User Guide¶
The Data Weaver Project¶
The Data weaver is a Python tool that offers a simple to use, clean and a robust data integration platform.
The Data Weaver supports data integration of spatial datasets (Raster and Vector data), as well as tabular datasets.
Problem solving in science involves and requires studying entities using a broad range of associations among the entities under study. These associations are obtained through collecting and integrating various sources and forms of data.
Since these heterogenous datasets are collected by various scientists, the datasets are domain based or centered around a unique subset of problems.
The data weaver bridges the gap scientist’s face of not having readily unified datasets that can be used for multi dimension feature analysis. The data weaver handles the finding and integration of heterogeneous datasets forming a new dataset.
Dependencies¶
This package requires Python 3.3+, recommends Python 3.6+ and depends on the following packages:
retriever
PyMySQL>=0.4
psycopg2>=2.0
gdal
future
numpydoc
pandas
They can be installed using pip
.
sudo pip install -r requirements.txt
The package supports the following database management systems (DBMS):
DBMS | Spatial Datasets | Tabular Datasets |
---|---|---|
PostgreSQL | Yes | Yes |
SQLite | No | Yes |
Installing From Source¶
Either use pip to install directly from GitHub:
pip install git+https://git@github.com/weecology/weaver.git
or:
- Clone the repository
- From the directory containing setup.py, run the following command:
pip install .
. You may need to includesudo
at the beginning of the command depending on your system (i.e.,sudo pip install .
).
Using the Command Line¶
After installing the package, run weaver update to download the latest available dataset scripts. To see the full list of command line options and datasets run weaver –help.
$ weaver --help
usage: weaver [-h] [-v] [-q] {help,ls,citation,license,join,update} ...
positional arguments:
{help,ls,citation,license,join,update}
sub-command help
help
ls display a list all available datasets
citation view citation
license view dataset licenses
join integrate data using a data package script
update download updated versions of data package scripts
optional arguments:
-h, --help show this help message and exit
-v, --version show program's version number and exit
-q, --quiet suppress command-line output
To get a list of available dataset use weaver ls
$ weaver ls
Available datasets : 11
breed-bird-routes-bioclim
mammal-community-bioclim
mammal-community-masses
mammal-community-sites-all-bioclim
mammal-community-sites-bioclim
mammal-community-sites-harvard-linear-features
mammal-community-sites-harvard-linear-features-soils
mammal-community-sites-harvard-soil
mammal-diet-mammal-life-history
mammal-sites-bioclim-1-2
portal-plot-species
To view the citaion of the datasets use weaver citation [dataset-name] Running weaver with no citation will provide the citation for the tool.
$ weaver citation mammal-diet-mammal-life-history
Dataset: mammal-diet-mammal-life-history
Description: Integrated data set of mammal-life-hist and mammal-diet
Citations:
mammal-life-hist: S. K. Morgan Ernest. 2003. ....
mammal-diet: Kissling WD, Dalby L, Flojgaard C, Lenoir J, ...
Integrating Data¶
Examples Integrating Data with the join command To integrate data, run weaver join [data package name] and provide the connection configurations.
weaver join postgres -h
usage: weaver join postgres [-h] [--user [USER]] [--password [PASSWORD]]

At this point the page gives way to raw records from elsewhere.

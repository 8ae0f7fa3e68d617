use std::collections::HashSet;

use serde::{Deserialize, Serialize};

/// Worker-node identity. Nodes are compared by name wherever an ordering
/// is needed to break ties.
pub type NodeName = String;

/// One replica of a task's input data.
#[derive(Debug, Clone, PartialEq, Eq, Serialize, Deserialize)]
pub struct TaskInput {
    pub url: String,
    pub host: NodeName,
}

impl TaskInput {
    pub fn new(url: impl Into<String>, host: impl Into<NodeName>) -> Self {
        Self {
            url: url.into(),
            host: host.into(),
        }
    }
}

/// Pending task descriptor produced by the job coordinator.
///
/// `inputs` is non-empty; multiple entries denote redundant replicas.
/// `force_local` and `force_remote` are never both set. `chosen_input` is
/// bound when the task is placed into a bucket and may be rewritten when
/// the task is moved by the reassignment engine.
#[derive(Debug, Clone, PartialEq, Serialize, Deserialize)]
pub struct Task {
    pub task_id: u64,
    pub mode: String,
    pub inputs: Vec<TaskInput>,
    pub blacklist: HashSet<NodeName>,
    pub force_local: bool,
    pub force_remote: bool,
    pub chosen_input: Option<String>,
}

impl Task {
    pub fn new(task_id: u64, mode: impl Into<String>, inputs: Vec<TaskInput>) -> Self {
        Self {
            task_id,
            mode: mode.into(),
            inputs,
            blacklist: HashSet::new(),
            force_local: false,
            force_remote: false,
            chosen_input: None,
        }
    }

    pub fn with_blacklist(mut self, nodes: impl IntoIterator<Item = NodeName>) -> Self {
        self.blacklist.extend(nodes);
        self
    }

    pub fn force_local(mut self) -> Self {
        debug_assert!(!self.force_remote);
        self.force_local = true;
        self
    }

    pub fn force_remote(mut self) -> Self {
        debug_assert!(!self.force_local);
        self.force_remote = true;
        self
    }

    /// True if `node` hosts one of this task's input replicas.
    pub fn is_input_host(&self, node: &NodeName) -> bool {
        self.inputs.iter().any(|input| &input.host == node)
    }
}

/// One entry of the `node_stats` supplied alongside a new task: an opaque
/// load signal (smaller is less loaded) for the node hosting `input`.
#[derive(Debug, Clone, PartialEq, Serialize, Deserialize)]
pub struct NodeLoad {
    pub load: u64,
    pub input: TaskInput,
}

impl NodeLoad {
    pub fn new(load: u64, input: TaskInput) -> Self {
        Self { load, input }
    }
}
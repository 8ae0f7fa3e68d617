use tokio_util::sync::CancellationToken;

use fairsched::arbiter;
use fairsched::config::SchedulerConfig;
use fairsched::event::EventLog;
use fairsched::scheduler::{Decision, JobScheduler, JobSchedulerHandle, NodeLoad, Task, TaskInput};

fn nodes(names: &[&str]) -> Vec<String> {
    names.iter().map(|n| n.to_string()).collect()
}

fn spawn_job(name: &str, cluster: &[&str]) -> (JobSchedulerHandle, CancellationToken) {
    let coordinator = CancellationToken::new();
    let handle = JobScheduler::spawn(
        name,
        nodes(cluster),
        coordinator.clone(),
        SchedulerConfig::default(),
        EventLog::disabled(),
    );
    (handle, coordinator)
}

async fn queue_local_task(job: &JobSchedulerHandle, id: u64, host: &str) {
    let input = TaskInput::new(format!("disco://{}", id), host);
    let task = Task::new(id, "map", vec![input.clone()]);
    job.new_task(task, vec![NodeLoad::new(10, input)])
        .await
        .unwrap();
}

#[tokio::test]
async fn local_work_is_served_without_consulting_peers() {
    let (job, _c1) = spawn_job("job@a", &["a", "b"]);
    let (peer, _c2) = spawn_job("job@b", &["a", "b"]);
    queue_local_task(&job, 1, "a").await;

    let decision = arbiter::schedule(&job, &[peer], nodes(&["a", "b"])).await;
    match decision {
        Decision::Run { node, task } => {
            assert_eq!(node, "a");
            assert_eq!(task.task_id, 1);
        }
        other => panic!("expected Run, got {:?}", other),
    }
}

#[tokio::test]
async fn nolocal_falls_back_to_idle_nodes_surrendered_by_peers() {
    let (job, _c1) = spawn_job("job@a", &["a", "b"]);
    let (peer, _c2) = spawn_job("job@b", &["a", "b"]);
    // Data-local work at a only; the offered node is b.
    queue_local_task(&job, 1, "a").await;

    let decision = arbiter::schedule(&job, &[peer], nodes(&["b"])).await;
    match decision {
        Decision::Run { node, task } => {
            assert_eq!(node, "b");
            assert_eq!(task.task_id, 1);
        }
        other => panic!("expected Run, got {:?}", other),
    }
    // The task was displaced off a's bucket.
    assert_eq!(job.stats().await.unwrap().queued, 0);
}

#[tokio::test]
async fn peer_with_nopref_work_surrenders_nothing() {
    let (job, _c1) = spawn_job("job@a", &["a", "b"]);
    let (peer, _c2) = spawn_job("job@b", &["a", "b"]);
    queue_local_task(&job, 1, "a").await;
    // The peer holds no-preference work: it wants every idle node itself.
    queue_local_task(&peer, 2, "h9").await;

    let decision = arbiter::schedule(&job, &[peer], nodes(&["b"])).await;
    assert_eq!(decision, Decision::NoNodes);
    assert_eq!(job.stats().await.unwrap().queued, 1);
}

#[tokio::test]
async fn peer_with_local_work_keeps_its_node() {
    let (job, _c1) = spawn_job("job@a", &["a", "b"]);
    let (peer, _c2) = spawn_job("job@b", &["a", "b"]);
    queue_local_task(&job, 1, "a").await;
    queue_local_task(&peer, 2, "b").await;

    // b is data-local to the peer, so it is not free for remote work.
    let decision = arbiter::schedule(&job, &[peer], nodes(&["b"])).await;
    assert_eq!(decision, Decision::NoNodes);
}

#[tokio::test]
async fn dead_peer_is_skipped_during_fan_out() {
    let (job, _c1) = spawn_job("job@a", &["a", "b"]);

    let coordinator = CancellationToken::new();
    coordinator.cancel();
    let dead_peer = JobScheduler::spawn(
        "job@dead",
        nodes(&["a", "b"]),
        coordinator,
        SchedulerConfig::default(),
        EventLog::disabled(),
    );

    queue_local_task(&job, 1, "a").await;
    let decision = arbiter::schedule(&job, &[dead_peer], nodes(&["b"])).await;
    match decision {
        Decision::Run { node, .. } => assert_eq!(node, "b"),
        other => panic!("expected Run, got {:?}", other),
    }
}

#[tokio::test]
async fn dead_job_yields_no_decision() {
    let coordinator = CancellationToken::new();
    coordinator.cancel();
    let job = JobScheduler::spawn(
        "job@dead",
        nodes(&["a"]),
        coordinator,
        SchedulerConfig::default(),
        EventLog::disabled(),
    );

    let decision = arbiter::schedule(&job, &[], nodes(&["a"])).await;
    assert_eq!(decision, Decision::NoNodes);
}

#[tokio::test]
async fn fan_out_intersects_across_all_peers() {
    let (p1, _c1) = spawn_job("job@p1", &["a", "b", "c"]);
    let (p2, _c2) = spawn_job("job@p2", &["a", "b", "c"]);
    queue_local_task(&p1, 1, "a").await;
    queue_local_task(&p2, 2, "b").await;

    let free = arbiter::cross_job_empty_nodes(&[p1, p2], nodes(&["a", "b", "c"])).await;
    assert_eq!(free, nodes(&["c"]));
}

[--host [HOST]] [--port [PORT]]
[--database [DATABASE]]
[--database_name [DATABASE_NAME]]
[--table_name [TABLE_NAME]]
dataset
positional arguments:
dataset file name
optional arguments:
-h, --help show this help message and exit
--user [USER], -u [USER]
Enter your PostgreSQL username
--password [PASSWORD], -p [PASSWORD]
Enter your password
--host [HOST], -o [HOST]
Enter your PostgreSQL host
--port [PORT], -r [PORT]
Enter your PostgreSQL port
--database [DATABASE], -d [DATABASE]
Enter your PostgreSQL database name
--database_name [DATABASE_NAME], -a [DATABASE_NAME]
Format of schema name
--table_name [TABLE_NAME], -t [TABLE_NAME]
Format of table name
To use the weaver with postges .pgpass file set
$ weaver join postgres
or with command line configurations supplied
$ weaver join postgres -u name-of-user -h host-name -d database-to-use
Contribution¶
If you find any operation that is not supported by this package, feel free to create a Github issue. Additionally, you are more than welcome to submit a pull request for a bug fix or additional feature.
If you find any operation that is not supported by this package, feel free to create a Github issue. Additionaly you are more than welcome to submit a pull request for a bug fix or additional feature.
Please take a look at the Code of Conduct governing contributions to this project.
Acknowledgments¶
Development of this software was funded by the Gordon and Betty Moore Foundation’s Data-Driven Discovery Initiative to Ethan White.